There's more I'm sure, but I know that right now these are the ones fueling my fire and it's causing 'negative' stuff in a lot of avenues. Trying to turn those negatives into positives isn't all that hard, but losing the pride and beginning to 'buy' into the positive vs. the negative, that's a whole other story. Because for me, it truly is a battle of 'pride' and giving all 'control' to Him.

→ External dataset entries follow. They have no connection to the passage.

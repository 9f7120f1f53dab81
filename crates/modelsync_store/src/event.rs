//! Store change events and the typed event bus.
//!
//! A store emits one [`StoreEvent`] for every successful write. Listeners
//! subscribe to a single key, the pair `(ChangeKind, EntityType)`; there is
//! no string event naming.
//!
//! # Usage
//!
//! ```rust
//! use modelsync_store::{ChangeKind, EntityType, EventBus, Origin, Record, StoreEvent};
//!
//! let bus = EventBus::new();
//! let task = EntityType::new("task").unwrap();
//!
//! let id = bus.subscribe(ChangeKind::Add, task.clone(), |event| {
//!     println!("added {:?} ({})", event.record.id(), event.origin);
//! });
//!
//! bus.emit(StoreEvent::new(ChangeKind::Add, task, Record::new(), Origin::Remote));
//! bus.unsubscribe(id);
//! ```

use crate::record::Record;
use crate::types::{EntityType, Origin};
use parking_lot::RwLock;
use std::fmt;
use std::sync::atomic::{AtomicU64, Ordering};
use std::sync::Arc;

/// Kind of store change.
#[derive(Debug, Clone, Copy, PartialEq, Eq, Hash)]
pub enum ChangeKind {
    /// A record was added.
    Add,
    /// A record was updated.
    Update,
    /// A record was removed.
    Remove,
}

impl ChangeKind {
    /// All change kinds, in subscription order.
    pub const ALL: [ChangeKind; 3] = [ChangeKind::Add, ChangeKind::Update, ChangeKind::Remove];
}

impl fmt::Display for ChangeKind {
    fn fmt(&self, f: &mut fmt::Formatter<'_>) -> fmt::Result {
        match self {
            ChangeKind::Add => f.write_str("add"),
            ChangeKind::Update => f.write_str("update"),
            ChangeKind::Remove => f.write_str("remove"),
        }
    }
}

/// A single change emitted by a store.
#[derive(Debug, Clone, PartialEq)]
pub struct StoreEvent {
    /// Kind of change.
    pub kind: ChangeKind,
    /// Type of the changed record.
    pub entity_type: EntityType,
    /// The record after the change (before it, for removals).
    pub record: Record,
    /// Who caused the change.
    pub origin: Origin,
}

impl StoreEvent {
    /// Creates an event.
    pub fn new(kind: ChangeKind, entity_type: EntityType, record: Record, origin: Origin) -> Self {
        Self {
            kind,
            entity_type,
            record,
            origin,
        }
    }
}

/// Handle returned by [`EventBus::subscribe`].
#[derive(Debug, Clone, Copy, PartialEq, Eq, Hash)]
pub struct SubscriptionId(u64);

type Listener = Arc<dyn Fn(&StoreEvent) + Send + Sync>;

struct Subscriber {
    id: SubscriptionId,
    kind: ChangeKind,
    entity_type: EntityType,
    listener: Listener,
}

/// Distributes store events to listeners keyed by kind and type.
///
/// The bus:
/// - Delivers events in emission order
/// - Supports any number of listeners per key
/// - Is thread-safe
/// - Invokes listeners without holding its lock, so a listener may
///   subscribe or unsubscribe while being called
pub struct EventBus {
    subscribers: RwLock<Vec<Subscriber>>,
    next_id: AtomicU64,
}

impl EventBus {
    /// Creates an empty bus.
    pub fn new() -> Self {
        Self {
            subscribers: RwLock::new(Vec::new()),
            next_id: AtomicU64::new(1),
        }
    }

    /// Subscribes to changes of one kind for one type.
    pub fn subscribe<F>(&self, kind: ChangeKind, entity_type: EntityType, listener: F) -> SubscriptionId
    where
        F: Fn(&StoreEvent) + Send + Sync + 'static,
    {
        let id = SubscriptionId(self.next_id.fetch_add(1, Ordering::SeqCst));
        self.subscribers.write().push(Subscriber {
            id,
            kind,
            entity_type,
            listener: Arc::new(listener),
        });
        id
    }

    /// Removes a subscription.
    ///
    /// Returns false if the id was not subscribed.
    pub fn unsubscribe(&self, id: SubscriptionId) -> bool {
        let mut subscribers = self.subscribers.write();
        let before = subscribers.len();
        subscribers.retain(|s| s.id != id);
        subscribers.len() != before
    }

    /// Emits an event to every listener of its key.
    ///
    /// Returns the number of listeners invoked.
    pub fn emit(&self, event: StoreEvent) -> usize {
        let listeners: Vec<Listener> = self
            .subscribers
            .read()
            .iter()
            .filter(|s| s.kind == event.kind && s.entity_type == event.entity_type)
            .map(|s| Arc::clone(&s.listener))
            .collect();

        for listener in &listeners {
            listener(&event);
        }
        listeners.len()
    }

    /// Returns the number of active subscriptions.
    pub fn subscriber_count(&self) -> usize {
        self.subscribers.read().len()
    }

    /// Returns the number of subscriptions for one key.
    pub fn subscriber_count_for(&self, kind: ChangeKind, entity_type: &EntityType) -> usize {
        self.subscribers
            .read()
            .iter()
            .filter(|s| s.kind == kind && &s.entity_type == entity_type)
            .count()
    }
}

impl Default for EventBus {
    fn default() -> Self {
        Self::new()
    }
}

impl fmt::Debug for EventBus {
    fn fmt(&self, f: &mut fmt::Formatter<'_>) -> fmt::Result {
        f.debug_struct("EventBus")
            .field("subscribers", &self.subscriber_count())
            .finish()
    }
}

I've found out first hand this summer and fall, that you don't truly know how 'crisis' will hit you until you are in the midst of it...breathing and living it daily. I guess in all things it's a learning process and also 'trial and error'. I know He loves us exactly where we are and not where we should be. That's a huge comfort when you are battling hard and a foundation of strength. His grace is precious and is the underlying push for me...might not always show outwardly, but it's there. So much to learn and so little time to learn it, but to continue on in that journey is the definite direction to head.

2 comments:

audrey` said...

Hi Cinder

We're still human.
Jesus understands =)

Please take care, dear sis.

Jenny said...

I have those same defaults. I work to overcome them, but there's only One who can help me. :-) And I thank God for standing by me even when I am not obedient or faithful.